▶ **Problem statement**
Write out each entry word for word.

━━ Data for review ━━

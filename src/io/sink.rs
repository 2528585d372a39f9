use std::fmt;

use crate::graph::{node::RenderCtx, GraphNode};

/// A note buffer waiting for its start time, plus the tone chain it plays through.
///
/// The samples are synthesized up front; the graph runs block by block as
/// the mixer reaches them.
pub struct ScheduledSource {
    /// Engine clock time in seconds.
    pub start_time: f64,
    pub samples: Vec<f32>,
    pub graph: Box<dyn GraphNode>,
    pub ctx: RenderCtx,
}

impl ScheduledSource {
    pub fn new(
        start_time: f64,
        samples: Vec<f32>,
        graph: Box<dyn GraphNode>,
        ctx: RenderCtx,
    ) -> Self {
        Self {
            start_time,
            samples,
            graph,
            ctx,
        }
    }

    /// Length in seconds at the source's sample rate.
    pub fn duration(&self) -> f64 {
        self.samples.len() as f64 / self.ctx.sample_rate as f64
    }
}

#[derive(Debug, Clone, Copy, PartialEq, Eq)]
pub enum SinkState {
    /// Created but not yet resumed. The clock does not run and nothing is heard.
    Suspended,
    Running,
    Closed,
}

#[derive(Debug, Clone, PartialEq, Eq)]
pub enum SinkError {
    /// No output device to open.
    NoDevice,
    /// The output path refused to start.
    Unavailable,
    /// Error reported by the audio backend.
    Backend(String),
}

impl fmt::Display for SinkError {
    fn fmt(&self, f: &mut fmt::Formatter<'_>) -> fmt::Result {
        match self {
            SinkError::NoDevice => write!(f, "no audio output device available"),
            SinkError::Unavailable => write!(f, "audio output is unavailable"),
            SinkError::Backend(message) => write!(f, "audio backend error: {}", message),
        }
    }
}

impl std::error::Error for SinkError {}

/// The operations the engine needs from an audio output.
///
/// Implementations own a clock that only moves while the sink is running,
/// and a master gain that every scheduled source passes through.
pub trait AudioSink {
    fn sample_rate(&self) -> f32;

    /// Seconds of audio rendered since the sink was created.
    fn current_time(&self) -> f64;

    fn state(&self) -> SinkState;

    /// Start (or restart) output. Safe to call when already running.
    fn resume(&mut self) -> Result<(), SinkError>;

    /// Queue a source to start at its `start_time`. Sources whose start time
    /// has already passed begin immediately.
    fn schedule_source(&mut self, source: ScheduledSource);

    /// Step the master gain to `gain` at clock `time`.
    fn set_master_gain_at(&mut self, gain: f32, time: f64);

    /// Stop output for good and release the device.
    fn close(&mut self);
}

impl<S: AudioSink + ?Sized> AudioSink for Box<S> {
    fn sample_rate(&self) -> f32 {
        (**self).sample_rate()
    }

    fn current_time(&self) -> f64 {
        (**self).current_time()
    }

    fn state(&self) -> SinkState {
        (**self).state()
    }

    fn resume(&mut self) -> Result<(), SinkError> {
        (**self).resume()
    }

    fn schedule_source(&mut self, source: ScheduledSource) {
        (**self).schedule_source(source)
    }

    fn set_master_gain_at(&mut self, gain: f32, time: f64) {
        (**self).set_master_gain_at(gain, time)
    }

    fn close(&mut self) {
        (**self).close()
    }
}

━━━

▶ **Reply**
filename src/io/sink.rs
repository 2528585d372a39f9
use std::fmt;

use crate::graph::{node::RenderCtx, GraphNode};

/// A note buffer waiting for its start time, plus the tone chain it plays through.
///
/// The samples are synthesized up front; the graph runs block by block as
/// the mixer reaches them.
pub struct ScheduledSource {
    /// Engine clock time in seconds.
    pub start_time: f64,
    pub samples: Vec<f32>,
    pub graph: Box<dyn GraphNode>,
    pub ctx: RenderCtx,
}

impl ScheduledSource {
    pub fn new(
        start_time: f64,
        samples: Vec<f32>,
        graph: Box<dyn GraphNode>,
        ctx: RenderCtx,
    ) -> Self {
        Self {
            start_time,
            samples,
            graph,
            ctx,
        }
    }

    /// Length in seconds at the source's sample rate.
    pub fn duration(&self) -> f64 {
        self.samples.len() as f64 / self.ctx.sample_rate as f64
    }
}

#[derive(Debug, Clone, Copy, PartialEq, Eq)]
pub enum SinkState {
    /// Created but not yet resumed. The clock does not run and nothing is heard.
    Suspended,
    Running,
    Closed,
}

#[derive(Debug, Clone, PartialEq, Eq)]
pub enum SinkError {
    /// No output device to open.
    NoDevice,
    /// The output path refused to start.
    Unavailable,
    /// Error reported by the audio backend.
    Backend(String),
}

impl fmt::Display for SinkError {
    fn fmt(&self, f: &mut fmt::Formatter<'_>) -> fmt::Result {
        match self {
            SinkError::NoDevice => write!(f, "no audio output device available"),
            SinkError::Unavailable => write!(f, "audio output is unavailable"),
            SinkError::Backend(message) => write!(f, "audio backend error: {}", message),
        }
    }
}

impl std::error::Error for SinkError {}

/// The operations the engine needs from an audio output.
///
/// Implementations own a clock that only moves while the sink is running,
/// and a master gain that every scheduled source passes through.
pub trait AudioSink {
    fn sample_rate(&self) -> f32;

    /// Seconds of audio rendered since the sink was created.
    fn current_time(&self) -> f64;

    fn state(&self) -> SinkState;

    /// Start (or restart) output. Safe to call when already running.
    fn resume(&mut self) -> Result<(), SinkError>;

    /// Queue a source to start at its `start_time`. Sources whose start time
    /// has already passed begin immediately.
    fn schedule_source(&mut self, source: ScheduledSource);

    /// Step the master gain to `gain` at clock `time`.
    fn set_master_gain_at(&mut self, gain: f32, time: f64);

    /// Stop output for good and release the device.
    fn close(&mut self);
}

impl<S: AudioSink + ?Sized> AudioSink for Box<S> {
    fn sample_rate(&self) -> f32 {
        (**self).sample_rate()
    }

    fn current_time(&self) -> f64 {
        (**self).current_time()
    }

    fn state(&self) -> SinkState {
        (**self).state()
    }

    fn resume(&mut self) -> Result<(), SinkError> {
        (**self).resume()
    }

    fn schedule_source(&mut self, source: ScheduledSource) {
        (**self).schedule_source(source)
    }

    fn set_master_gain_at(&mut self, gain: f32, time: f64) {
        (**self).set_master_gain_at(gain, time)
    }

    fn close(&mut self) {
        (**self).close()
    }
}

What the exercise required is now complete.